====== DATASET ENTRIES
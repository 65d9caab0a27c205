//! Cache backend selection
//!
//! The concrete store is picked at startup from configuration.

use async_trait::async_trait;

use super::memory::InMemoryCacheStore;
use super::redis::RedisCacheStore;
use crate::domain::ports::CacheStore;
use crate::error::CacheError;

pub enum CacheBackend {
    Memory(InMemoryCacheStore),
    Redis(RedisCacheStore),
}

impl CacheBackend {
    /// Redis when a URL is configured, otherwise a process-local map
    pub async fn from_url(redis_url: Option<&str>) -> Result<Self, CacheError> {
        match redis_url {
            Some(url) => Ok(CacheBackend::Redis(RedisCacheStore::connect(url).await?)),
            None => {
                tracing::warn!("REDIS_URL not set, using in-memory cache");
                Ok(CacheBackend::Memory(InMemoryCacheStore::new()))
            }
        }
    }

    pub fn name(&self) -> &'static str {
        match self {
            CacheBackend::Memory(_) => "memory",
            CacheBackend::Redis(_) => "redis",
        }
    }
}

#[async_trait]
impl CacheStore for CacheBackend {
    async fn get(&self, key: &str) -> Result<Option<Vec<u8>>, CacheError> {
        match self {
            CacheBackend::Memory(store) => store.get(key).await,
            CacheBackend::Redis(store) => store.get(key).await,
        }
    }

    async fn set(&self, key: &str, value: &[u8]) -> Result<(), CacheError> {
        match self {
            CacheBackend::Memory(store) => store.set(key, value).await,
            CacheBackend::Redis(store) => store.set(key, value).await,
        }
    }

    async fn add(&self, key: &str, value: &[u8]) -> Result<bool, CacheError> {
        match self {
            CacheBackend::Memory(store) => store.add(key, value).await,
            CacheBackend::Redis(store) => store.add(key, value).await,
        }
    }
}
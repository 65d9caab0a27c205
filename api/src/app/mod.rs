//! Application layer
//!
//! Contains use cases and service orchestration.
//! Services coordinate between domain entities, ports, and external systems.

pub mod feed_service;
pub mod payload_service;

pub use feed_service::{EntryContent, Feed, FeedEntry, FeedService, FeedSettings};
// Re-exported for tests and alternative front ends
#[allow(unused_imports)]
pub use feed_service::{build_feed, FeedAuthor};
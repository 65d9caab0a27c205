//! GitHub adapter
//!
//! Implementation of the upstream gist listing client.

pub mod client;

pub use client::GithubGistClient;
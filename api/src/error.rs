//! Unified error types for the gist feed API
//!
//! This module defines error types for each layer:
//! - `UpstreamError`: GitHub API client errors
//! - `CacheError`: cache store errors
//! - `AppError`: Application layer errors (rendered as plain-text HTTP responses)

use axum::{
    http::{header, StatusCode},
    response::{IntoResponse, Response},
};
use thiserror::Error;

/// Body returned for every failure that is not worth explaining to the caller
pub const INTERNAL_ERROR_MESSAGE: &str = "Internal Server Error";

/// Body returned when the upstream budget is spent and nothing is cached
pub const RATE_LIMIT_MESSAGE: &str = "GitHub API rate limit exceeded, try again later.";

/// GitHub API client errors
#[derive(Debug, Error)]
pub enum UpstreamError {
    #[error("Request failed: {0}")]
    Request(#[from] reqwest::Error),

    #[error("API error: {status} - {message}")]
    Status { status: u16, message: String },
}

/// Cache store errors
#[derive(Debug, Error)]
pub enum CacheError {
    #[error("Cache backend error: {0}")]
    Backend(String),

    #[error("Cache write failed for {key}: {message}")]
    Write { key: String, message: String },
}

impl From<redis::RedisError> for CacheError {
    fn from(e: redis::RedisError) -> Self {
        CacheError::Backend(e.to_string())
    }
}

/// Application layer errors - used by HTTP handlers
#[derive(Debug, Error)]
pub enum AppError {
    #[error("Upstream error: {0}")]
    Upstream(#[from] UpstreamError),

    #[error("Cache error: {0}")]
    Cache(#[from] CacheError),

    #[error("Decode error: {0}")]
    Decode(String),

    #[error("Rate limit exhausted and no cached gists for {user}")]
    RateLimitExceededNoCache { user: String },

    #[error("Serialization error: {0}")]
    Serialization(String),

    #[error("Invalid request: {0}")]
    BadRequest(String),
}

impl From<serde_json::Error> for AppError {
    fn from(e: serde_json::Error) -> Self {
        AppError::Decode(e.to_string())
    }
}

impl IntoResponse for AppError {
    fn into_response(self) -> Response {
        let (status, body) = match &self {
            AppError::RateLimitExceededNoCache { .. } => {
                (StatusCode::SERVICE_UNAVAILABLE, RATE_LIMIT_MESSAGE.to_string())
            }
            AppError::BadRequest(msg) => (StatusCode::BAD_REQUEST, format!("Bad Request: {}", msg)),
            AppError::Upstream(_)
            | AppError::Cache(_)
            | AppError::Decode(_)
            | AppError::Serialization(_) => (
                StatusCode::INTERNAL_SERVER_ERROR,
                INTERNAL_ERROR_MESSAGE.to_string(),
            ),
        };

        (
            status,
            [(header::CONTENT_TYPE, "text/plain; charset=utf-8")],
            body,
        )
            .into_response()
    }
}
//! Domain ports (traits)
//!
//! Port traits define interfaces that the domain layer requires.
//! Adapters provide concrete implementations of these traits.

pub mod cache;
pub mod gists;

pub use cache::CacheStore;
pub use gists::{GistSource, RateLimit, UpstreamResponse};
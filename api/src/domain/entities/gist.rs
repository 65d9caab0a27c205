//! Gist entity
//!
//! One entry of the GitHub `/users/{user}/gists` listing. Field names are
//! accepted both in GitHub's snake_case and in the Title_Case spelling older
//! clients of this service produced, and missing fields decode to defaults.

use std::collections::BTreeMap;

use serde::{Deserialize, Deserializer, Serialize};

/// Helper to deserialize null as default (empty string, empty map, etc.)
fn deserialize_null_default<'de, D, T>(deserializer: D) -> Result<T, D::Error>
where
    D: Deserializer<'de>,
    T: Default + Deserialize<'de>,
{
    Ok(Option::deserialize(deserializer)?.unwrap_or_default())
}

/// A single gist listing
#[derive(Debug, Clone, Default, PartialEq, Serialize, Deserialize)]
#[serde(default)]
pub struct Gist {
    #[serde(alias = "Id", deserialize_with = "deserialize_null_default")]
    pub id: String,
    #[serde(alias = "Url", deserialize_with = "deserialize_null_default")]
    pub url: String,
    #[serde(alias = "Html_Url", deserialize_with = "deserialize_null_default")]
    pub html_url: String,
    #[serde(alias = "Public")]
    pub public: bool,
    #[serde(alias = "Created_At", deserialize_with = "deserialize_null_default")]
    pub created_at: String,
    /// ISO-8601 timestamp, kept verbatim; the feed builder parses it
    #[serde(alias = "Updated_At", deserialize_with = "deserialize_null_default")]
    pub updated_at: String,
    /// Empty means the gist is not published in the feed
    #[serde(alias = "Description", deserialize_with = "deserialize_null_default")]
    pub description: String,
    #[serde(alias = "Comments")]
    pub comments: i64,
    /// Keyed by filename
    #[serde(alias = "Files", deserialize_with = "deserialize_null_default")]
    pub files: BTreeMap<String, GistFile>,
    #[serde(alias = "Owner")]
    pub owner: Option<GistOwner>,
}

impl Gist {
    /// Whether this gist should appear in the feed
    pub fn is_publishable(&self) -> bool {
        !self.description.is_empty()
    }
}

/// A file attached to a gist
#[derive(Debug, Clone, Default, PartialEq, Serialize, Deserialize)]
#[serde(default)]
pub struct GistFile {
    #[serde(alias = "Filename", deserialize_with = "deserialize_null_default")]
    pub filename: String,
    #[serde(rename = "type", alias = "Type", deserialize_with = "deserialize_null_default")]
    pub file_type: String,
    #[serde(alias = "Language")]
    pub language: Option<String>,
    #[serde(alias = "Raw_Url", deserialize_with = "deserialize_null_default")]
    pub raw_url: String,
    #[serde(alias = "Size")]
    pub size: u64,
}

/// The account owning a gist
#[derive(Debug, Clone, Default, PartialEq, Serialize, Deserialize)]
#[serde(default)]
pub struct GistOwner {
    #[serde(alias = "Login", deserialize_with = "deserialize_null_default")]
    pub login: String,
    #[serde(alias = "Html_Url", deserialize_with = "deserialize_null_default")]
    pub html_url: String,
    #[serde(alias = "Avatar_Url", deserialize_with = "deserialize_null_default")]
    pub avatar_url: String,
}

/// Decode a listing payload, keeping upstream order
pub fn decode_gists(payload: &[u8]) -> Result<Vec<Gist>, serde_json::Error> {
    serde_json::from_slice(payload)
}
//! HTTP handlers
//!
//! Axum request handlers for the API endpoints.

pub mod feed;

pub use feed::{get_default_feed, get_user_feed};
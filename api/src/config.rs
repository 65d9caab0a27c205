use std::env;
use std::time::Duration;

use crate::app::{EntryContent, FeedSettings};

#[derive(Clone, Debug)]
pub struct Config {
    pub port: u16,
    pub github_api_url: String,
    /// Gist web host, used for alternate links and embeds
    pub gist_web_url: String,
    /// Public URL of this service (feed ids and self links)
    pub public_base_url: String,
    /// Shared cache; an in-memory store is used when unset
    pub redis_url: Option<String>,
    pub cache_key_prefix: String,
    /// User served at `/`, if any
    pub default_user: Option<String>,
    pub author_email: Option<String>,
    /// Embed gists in entry content instead of leaving it empty
    pub embed_content: bool,
    pub upstream_timeout_secs: u64,
    pub user_agent: String,
}

impl Config {
    pub fn from_env() -> Self {
        dotenvy::dotenv().ok();

        Self {
            port: env::var("PORT")
                .ok()
                .and_then(|p| p.parse().ok())
                .unwrap_or(8080),
            github_api_url: env::var("GITHUB_API_URL")
                .unwrap_or_else(|_| "https://api.github.com".to_string()),
            gist_web_url: env::var("GIST_WEB_URL")
                .unwrap_or_else(|_| "https://gist.github.com".to_string()),
            public_base_url: env::var("PUBLIC_BASE_URL")
                .unwrap_or_else(|_| "http://localhost:8080".to_string()),
            redis_url: non_empty_var("REDIS_URL"),
            cache_key_prefix: env::var("CACHE_KEY_PREFIX").unwrap_or_else(|_| "gist_".to_string()),
            default_user: non_empty_var("DEFAULT_USER"),
            author_email: non_empty_var("FEED_AUTHOR_EMAIL"),
            embed_content: env::var("FEED_EMBED_CONTENT")
                .map(|v| parse_flag(&v))
                .unwrap_or(false),
            upstream_timeout_secs: env::var("UPSTREAM_TIMEOUT_SECS")
                .ok()
                .and_then(|s| s.parse().ok())
                .unwrap_or(10),
            user_agent: env::var("UPSTREAM_USER_AGENT")
                .unwrap_or_else(|_| format!("gistfeed/{}", env!("CARGO_PKG_VERSION"))),
        }
    }

    pub fn upstream_timeout(&self) -> Duration {
        Duration::from_secs(self.upstream_timeout_secs)
    }

    pub fn feed_settings(&self) -> FeedSettings {
        FeedSettings {
            public_base_url: self.public_base_url.clone(),
            gist_web_url: self.gist_web_url.clone(),
            author_email: self.author_email.clone(),
            content: if self.embed_content {
                EntryContent::Embed
            } else {
                EntryContent::Empty
            },
        }
    }
}

fn non_empty_var(key: &str) -> Option<String> {
    env::var(key).ok().filter(|v| !v.trim().is_empty())
}

fn parse_flag(value: &str) -> bool {
    matches!(
        value.trim().to_ascii_lowercase().as_str(),
        "1" | "true" | "yes" | "on"
    )
}
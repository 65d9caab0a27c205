//! Redis adapter
//!
//! Shared cache store for deployments running more than one instance.

pub mod cache;

pub use cache::RedisCacheStore;
//! In-memory cache store

use std::collections::HashMap;
use std::sync::{Arc, RwLock};

use async_trait::async_trait;

use crate::domain::ports::CacheStore;
use crate::error::CacheError;

#[derive(Default, Clone)]
pub struct InMemoryCacheStore {
    entries: Arc<RwLock<HashMap<String, Vec<u8>>>>,
}

impl InMemoryCacheStore {
    pub fn new() -> Self {
        Self::default()
    }

    /// Pre-populate with an entry for testing
    #[cfg(test)]
    pub fn with_entry(self, key: &str, value: &[u8]) -> Self {
        self.entries
            .write()
            .unwrap()
            .insert(key.to_string(), value.to_vec());
        self
    }

    #[cfg(test)]
    pub fn len(&self) -> usize {
        self.entries.read().unwrap().len()
    }
}

fn poisoned(_: impl std::fmt::Display) -> CacheError {
    CacheError::Backend("cache lock poisoned".to_string())
}

#[async_trait]
impl CacheStore for InMemoryCacheStore {
    async fn get(&self, key: &str) -> Result<Option<Vec<u8>>, CacheError> {
        let entries = self.entries.read().map_err(poisoned)?;
        Ok(entries.get(key).cloned())
    }

    async fn set(&self, key: &str, value: &[u8]) -> Result<(), CacheError> {
        let mut entries = self.entries.write().map_err(poisoned)?;
        entries.insert(key.to_string(), value.to_vec());
        Ok(())
    }

    async fn add(&self, key: &str, value: &[u8]) -> Result<bool, CacheError> {
        let mut entries = self.entries.write().map_err(poisoned)?;
        if entries.contains_key(key) {
            return Ok(false);
        }
        entries.insert(key.to_string(), value.to_vec());
        Ok(true)
    }
}
//! Payload service
//!
//! Decides whether a user's gist listing comes from GitHub or from the cache.
//! Fresh data always wins while the upstream budget lasts; the cache is only
//! read once GitHub reports the budget as spent.

use std::sync::Arc;

use crate::domain::entities::{decode_gists, Gist};
use crate::domain::ports::{CacheStore, GistSource, UpstreamResponse};
use crate::error::{AppError, UpstreamError};

/// Where a resolved payload came from
#[derive(Debug, Clone, Copy, PartialEq, Eq)]
pub enum PayloadSource {
    Live,
    Cached,
}

/// The authoritative listing for one request
#[derive(Debug, Clone)]
pub struct ResolvedPayload {
    /// Raw JSON exactly as fetched or cached
    pub body: Vec<u8>,
    pub gists: Vec<Gist>,
    pub source: PayloadSource,
}

/// Service resolving listing payloads under the upstream rate limit
pub struct PayloadService<GS, CS>
where
    GS: GistSource,
    CS: CacheStore,
{
    source: Arc<GS>,
    cache: Arc<CS>,
    key_prefix: String,
}

impl<GS, CS> PayloadService<GS, CS>
where
    GS: GistSource,
    CS: CacheStore,
{
    pub fn new(source: Arc<GS>, cache: Arc<CS>, key_prefix: String) -> Self {
        Self {
            source,
            cache,
            key_prefix,
        }
    }

    /// Cache key for a user's listing
    pub fn cache_key(&self, user: &str) -> String {
        format!("{}{}", self.key_prefix, user)
    }

    /// Resolve the listing for a user, live or from cache
    pub async fn resolve_payload(&self, user: &str) -> Result<ResolvedPayload, AppError> {
        let response = self.source.list_user_gists(user).await?;
        let key = self.cache_key(user);

        if response.rate_limit.is_exhausted() {
            tracing::info!(
                user,
                status = response.status,
                "Rate limit exhausted, reading cache"
            );
            return self.from_cache(user, &key).await;
        }

        self.from_live(user, &key, response).await
    }

    async fn from_live(
        &self,
        user: &str,
        key: &str,
        response: UpstreamResponse,
    ) -> Result<ResolvedPayload, AppError> {
        if !response.is_success() {
            return Err(UpstreamError::Status {
                status: response.status,
                message: String::from_utf8_lossy(&response.body).into_owned(),
            }
            .into());
        }

        // Only a decodable listing may land in the cache
        let gists = decode_gists(&response.body)?;
        self.store(user, key, &response.body).await;

        Ok(ResolvedPayload {
            body: response.body,
            gists,
            source: PayloadSource::Live,
        })
    }

    async fn from_cache(&self, user: &str, key: &str) -> Result<ResolvedPayload, AppError> {
        match self.cache.get(key).await? {
            Some(body) => {
                tracing::debug!(user, key, "Cache hit");
                let gists = decode_gists(&body)?;
                Ok(ResolvedPayload {
                    body,
                    gists,
                    source: PayloadSource::Cached,
                })
            }
            None => {
                tracing::warn!(user, key, "Cache miss with exhausted rate limit");
                Err(AppError::RateLimitExceededNoCache {
                    user: user.to_string(),
                })
            }
        }
    }

    /// Best-effort write: add, falling back to set when the key already exists
    async fn store(&self, user: &str, key: &str, body: &[u8]) {
        let result = match self.cache.add(key, body).await {
            Ok(true) => Ok(()),
            Ok(false) => self.cache.set(key, body).await,
            Err(e) => Err(e),
        };

        match result {
            Ok(()) => tracing::debug!(user, key, bytes = body.len(), "Cached gist listing"),
            Err(e) => tracing::warn!(user, key, error = %e, "Failed to cache gist listing"),
        }
    }
}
============
WHAT THE EXERCISE ASKS:
Take the stretch of lines above from the one containing "pub fn new(source: Arc<GS>, cache: Arc<CS>, key_prefix: String)" through the one containing "or from cache" and repeat it exactly, adding no other line.

ANSWER BOX:
    pub fn new(source: Arc<GS>, cache: Arc<CS>, key_prefix: String) -> Self {
        Self {
            source,
            cache,
            key_prefix,
        }
    }

    /// Cache key for a user's listing
    pub fn cache_key(&self, user: &str) -> String {
        format!("{}{}", self.key_prefix, user)
    }

    /// Resolve the listing for a user, live or from cache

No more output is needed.